● **Task description**: Read the records below and report each line in which "SharedFileGuard" occurs.

[Available records Boundary: Start]

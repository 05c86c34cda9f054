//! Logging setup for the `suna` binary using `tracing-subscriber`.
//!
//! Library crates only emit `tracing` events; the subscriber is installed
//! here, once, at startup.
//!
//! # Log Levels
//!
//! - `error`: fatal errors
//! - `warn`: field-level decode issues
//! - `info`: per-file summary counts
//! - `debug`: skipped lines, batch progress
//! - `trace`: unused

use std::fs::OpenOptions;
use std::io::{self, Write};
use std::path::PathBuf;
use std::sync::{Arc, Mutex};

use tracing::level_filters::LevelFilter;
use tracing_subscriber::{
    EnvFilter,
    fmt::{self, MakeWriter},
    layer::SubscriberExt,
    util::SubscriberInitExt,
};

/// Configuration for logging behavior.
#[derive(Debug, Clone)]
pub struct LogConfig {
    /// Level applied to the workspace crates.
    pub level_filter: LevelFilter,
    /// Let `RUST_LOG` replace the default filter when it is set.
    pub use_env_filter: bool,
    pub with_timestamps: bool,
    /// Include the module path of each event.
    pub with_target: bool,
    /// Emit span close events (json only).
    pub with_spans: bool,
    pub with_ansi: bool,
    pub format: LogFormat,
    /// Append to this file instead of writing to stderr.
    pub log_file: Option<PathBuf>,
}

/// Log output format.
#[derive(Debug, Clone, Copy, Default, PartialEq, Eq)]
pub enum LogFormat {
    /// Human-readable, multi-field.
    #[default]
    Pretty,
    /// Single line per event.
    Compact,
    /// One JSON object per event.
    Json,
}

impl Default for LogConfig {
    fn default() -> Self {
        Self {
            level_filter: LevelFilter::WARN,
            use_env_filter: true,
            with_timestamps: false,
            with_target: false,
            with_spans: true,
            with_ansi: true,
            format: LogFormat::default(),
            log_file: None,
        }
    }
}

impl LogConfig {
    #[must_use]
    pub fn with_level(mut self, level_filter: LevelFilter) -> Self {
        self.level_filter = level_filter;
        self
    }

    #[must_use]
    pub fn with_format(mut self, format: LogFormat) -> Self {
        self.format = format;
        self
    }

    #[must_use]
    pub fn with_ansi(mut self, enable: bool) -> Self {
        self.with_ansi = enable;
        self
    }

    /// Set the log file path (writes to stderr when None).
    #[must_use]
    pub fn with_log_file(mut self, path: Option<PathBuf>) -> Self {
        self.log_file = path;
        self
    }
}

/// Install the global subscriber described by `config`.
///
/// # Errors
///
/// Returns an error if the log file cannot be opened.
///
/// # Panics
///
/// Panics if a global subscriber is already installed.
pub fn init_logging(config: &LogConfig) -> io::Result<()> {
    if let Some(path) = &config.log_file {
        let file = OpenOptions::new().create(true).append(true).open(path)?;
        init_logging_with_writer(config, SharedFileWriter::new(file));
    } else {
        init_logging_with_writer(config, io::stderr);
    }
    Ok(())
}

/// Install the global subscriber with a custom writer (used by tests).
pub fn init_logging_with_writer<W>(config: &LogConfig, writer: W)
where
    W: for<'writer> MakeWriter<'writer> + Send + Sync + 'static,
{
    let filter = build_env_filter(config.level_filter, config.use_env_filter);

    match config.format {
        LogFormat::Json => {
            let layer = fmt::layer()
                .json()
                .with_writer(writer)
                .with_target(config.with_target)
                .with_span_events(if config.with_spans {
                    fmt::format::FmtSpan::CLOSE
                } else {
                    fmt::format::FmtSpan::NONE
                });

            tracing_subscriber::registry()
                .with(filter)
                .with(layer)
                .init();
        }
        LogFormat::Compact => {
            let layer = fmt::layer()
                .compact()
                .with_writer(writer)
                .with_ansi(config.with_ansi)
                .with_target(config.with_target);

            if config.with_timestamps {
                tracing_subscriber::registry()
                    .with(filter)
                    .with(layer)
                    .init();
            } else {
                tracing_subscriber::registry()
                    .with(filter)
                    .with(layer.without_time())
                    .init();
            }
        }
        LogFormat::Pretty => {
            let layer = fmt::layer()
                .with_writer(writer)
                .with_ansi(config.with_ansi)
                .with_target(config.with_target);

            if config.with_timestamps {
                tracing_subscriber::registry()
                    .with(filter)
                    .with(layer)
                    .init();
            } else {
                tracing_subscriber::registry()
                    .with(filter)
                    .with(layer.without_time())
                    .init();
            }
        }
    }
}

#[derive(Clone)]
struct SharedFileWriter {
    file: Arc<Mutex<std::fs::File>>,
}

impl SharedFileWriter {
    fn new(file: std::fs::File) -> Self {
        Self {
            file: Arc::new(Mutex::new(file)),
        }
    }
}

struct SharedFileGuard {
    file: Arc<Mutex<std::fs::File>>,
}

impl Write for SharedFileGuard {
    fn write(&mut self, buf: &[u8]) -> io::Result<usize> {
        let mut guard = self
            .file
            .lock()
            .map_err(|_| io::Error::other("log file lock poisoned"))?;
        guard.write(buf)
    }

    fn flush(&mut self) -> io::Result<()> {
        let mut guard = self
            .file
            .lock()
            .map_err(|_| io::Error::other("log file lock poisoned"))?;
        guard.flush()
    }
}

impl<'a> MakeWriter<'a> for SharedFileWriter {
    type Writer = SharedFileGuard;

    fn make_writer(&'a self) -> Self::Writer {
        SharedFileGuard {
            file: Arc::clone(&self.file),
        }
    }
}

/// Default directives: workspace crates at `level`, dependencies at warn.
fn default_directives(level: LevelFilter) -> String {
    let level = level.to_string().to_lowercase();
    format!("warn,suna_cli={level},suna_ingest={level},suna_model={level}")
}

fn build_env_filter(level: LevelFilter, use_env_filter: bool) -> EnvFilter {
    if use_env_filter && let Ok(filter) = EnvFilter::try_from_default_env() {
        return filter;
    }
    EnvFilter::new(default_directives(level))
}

[Available records Boundary: End]
[Available records Boundary: Start]

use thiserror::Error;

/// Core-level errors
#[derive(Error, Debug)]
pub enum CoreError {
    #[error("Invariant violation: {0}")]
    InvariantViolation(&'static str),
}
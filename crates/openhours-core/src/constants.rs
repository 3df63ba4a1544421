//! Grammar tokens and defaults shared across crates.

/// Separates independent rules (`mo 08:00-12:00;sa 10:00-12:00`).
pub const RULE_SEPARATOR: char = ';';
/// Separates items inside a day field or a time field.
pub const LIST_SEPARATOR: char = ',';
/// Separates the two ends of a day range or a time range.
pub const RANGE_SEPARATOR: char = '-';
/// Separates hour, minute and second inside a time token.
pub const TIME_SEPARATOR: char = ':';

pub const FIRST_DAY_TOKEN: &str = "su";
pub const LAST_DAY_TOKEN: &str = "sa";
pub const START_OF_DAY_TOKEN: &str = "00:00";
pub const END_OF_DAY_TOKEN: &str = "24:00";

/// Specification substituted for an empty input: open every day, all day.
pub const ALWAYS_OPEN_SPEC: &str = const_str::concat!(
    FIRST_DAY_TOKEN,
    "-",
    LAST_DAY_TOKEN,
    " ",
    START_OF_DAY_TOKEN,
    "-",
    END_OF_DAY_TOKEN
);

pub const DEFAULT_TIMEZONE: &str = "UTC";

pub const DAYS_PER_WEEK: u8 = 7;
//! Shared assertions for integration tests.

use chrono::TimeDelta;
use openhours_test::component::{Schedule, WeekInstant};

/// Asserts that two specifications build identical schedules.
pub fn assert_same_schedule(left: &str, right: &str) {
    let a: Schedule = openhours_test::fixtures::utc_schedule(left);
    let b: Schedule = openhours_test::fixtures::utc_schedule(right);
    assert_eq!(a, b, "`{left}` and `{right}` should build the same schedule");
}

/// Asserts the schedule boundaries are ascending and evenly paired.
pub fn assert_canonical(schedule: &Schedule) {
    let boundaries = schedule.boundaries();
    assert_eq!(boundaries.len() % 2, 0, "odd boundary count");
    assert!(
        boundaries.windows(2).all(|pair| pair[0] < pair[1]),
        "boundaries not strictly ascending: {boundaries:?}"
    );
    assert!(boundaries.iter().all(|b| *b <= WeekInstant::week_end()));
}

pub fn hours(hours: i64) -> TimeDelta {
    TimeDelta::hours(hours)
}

[Available records Boundary: End]
[Available records Boundary: Start]

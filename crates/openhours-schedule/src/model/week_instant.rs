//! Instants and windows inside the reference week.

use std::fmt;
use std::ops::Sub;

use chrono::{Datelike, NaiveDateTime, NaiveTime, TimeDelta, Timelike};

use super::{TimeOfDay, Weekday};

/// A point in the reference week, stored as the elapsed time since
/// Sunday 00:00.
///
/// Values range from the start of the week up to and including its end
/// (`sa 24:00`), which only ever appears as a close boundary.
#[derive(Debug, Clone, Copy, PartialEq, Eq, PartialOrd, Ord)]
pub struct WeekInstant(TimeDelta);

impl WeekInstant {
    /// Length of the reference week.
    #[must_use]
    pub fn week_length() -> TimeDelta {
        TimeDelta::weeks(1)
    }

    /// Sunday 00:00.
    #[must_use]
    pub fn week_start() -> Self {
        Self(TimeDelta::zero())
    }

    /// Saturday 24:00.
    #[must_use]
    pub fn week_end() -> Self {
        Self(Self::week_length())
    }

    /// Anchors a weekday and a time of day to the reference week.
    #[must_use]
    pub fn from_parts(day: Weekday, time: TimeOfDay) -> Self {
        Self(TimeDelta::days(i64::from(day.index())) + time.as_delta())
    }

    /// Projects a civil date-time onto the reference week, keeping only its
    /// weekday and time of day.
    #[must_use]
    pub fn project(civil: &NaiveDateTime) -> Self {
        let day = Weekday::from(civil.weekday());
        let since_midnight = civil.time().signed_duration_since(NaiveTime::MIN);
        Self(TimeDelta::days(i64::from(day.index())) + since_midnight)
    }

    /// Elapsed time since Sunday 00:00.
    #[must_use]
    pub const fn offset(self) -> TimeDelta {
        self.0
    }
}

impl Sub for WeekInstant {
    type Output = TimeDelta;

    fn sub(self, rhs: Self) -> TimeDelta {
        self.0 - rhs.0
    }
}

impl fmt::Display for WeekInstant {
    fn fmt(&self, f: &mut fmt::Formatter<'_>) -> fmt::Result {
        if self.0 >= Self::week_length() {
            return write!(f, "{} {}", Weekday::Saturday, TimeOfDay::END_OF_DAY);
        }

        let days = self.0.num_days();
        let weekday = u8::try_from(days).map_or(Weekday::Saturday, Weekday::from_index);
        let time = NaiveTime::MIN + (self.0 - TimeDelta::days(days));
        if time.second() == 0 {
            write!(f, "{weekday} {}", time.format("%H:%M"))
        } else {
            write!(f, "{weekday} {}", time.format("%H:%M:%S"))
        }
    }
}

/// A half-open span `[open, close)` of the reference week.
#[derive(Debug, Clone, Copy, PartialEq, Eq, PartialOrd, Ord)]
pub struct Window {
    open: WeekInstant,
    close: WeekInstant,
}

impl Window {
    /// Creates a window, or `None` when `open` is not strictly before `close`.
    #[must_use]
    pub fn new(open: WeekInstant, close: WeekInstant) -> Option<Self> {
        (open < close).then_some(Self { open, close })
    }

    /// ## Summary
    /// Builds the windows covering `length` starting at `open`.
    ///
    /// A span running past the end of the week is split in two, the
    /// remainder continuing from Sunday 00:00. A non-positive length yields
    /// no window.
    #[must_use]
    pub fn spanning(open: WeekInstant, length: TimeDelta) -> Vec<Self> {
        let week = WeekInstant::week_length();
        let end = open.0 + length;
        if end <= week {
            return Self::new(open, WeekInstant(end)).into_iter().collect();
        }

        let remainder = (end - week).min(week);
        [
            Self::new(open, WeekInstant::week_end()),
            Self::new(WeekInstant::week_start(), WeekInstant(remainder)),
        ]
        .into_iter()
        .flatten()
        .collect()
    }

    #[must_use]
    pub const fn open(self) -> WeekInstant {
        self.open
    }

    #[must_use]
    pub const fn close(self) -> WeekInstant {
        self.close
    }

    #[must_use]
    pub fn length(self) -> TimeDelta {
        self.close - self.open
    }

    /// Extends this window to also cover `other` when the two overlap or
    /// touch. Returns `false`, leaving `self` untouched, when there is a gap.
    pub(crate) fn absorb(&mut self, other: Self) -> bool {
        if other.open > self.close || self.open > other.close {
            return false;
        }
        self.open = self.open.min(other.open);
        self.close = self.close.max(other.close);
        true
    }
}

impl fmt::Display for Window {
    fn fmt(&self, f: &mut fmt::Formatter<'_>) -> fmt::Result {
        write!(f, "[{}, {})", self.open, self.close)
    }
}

[Available records Boundary: End]

● **Answer to the problem**:
struct SharedFileGuard {
impl Write for SharedFileGuard {
    type Writer = SharedFileGuard;
        SharedFileGuard {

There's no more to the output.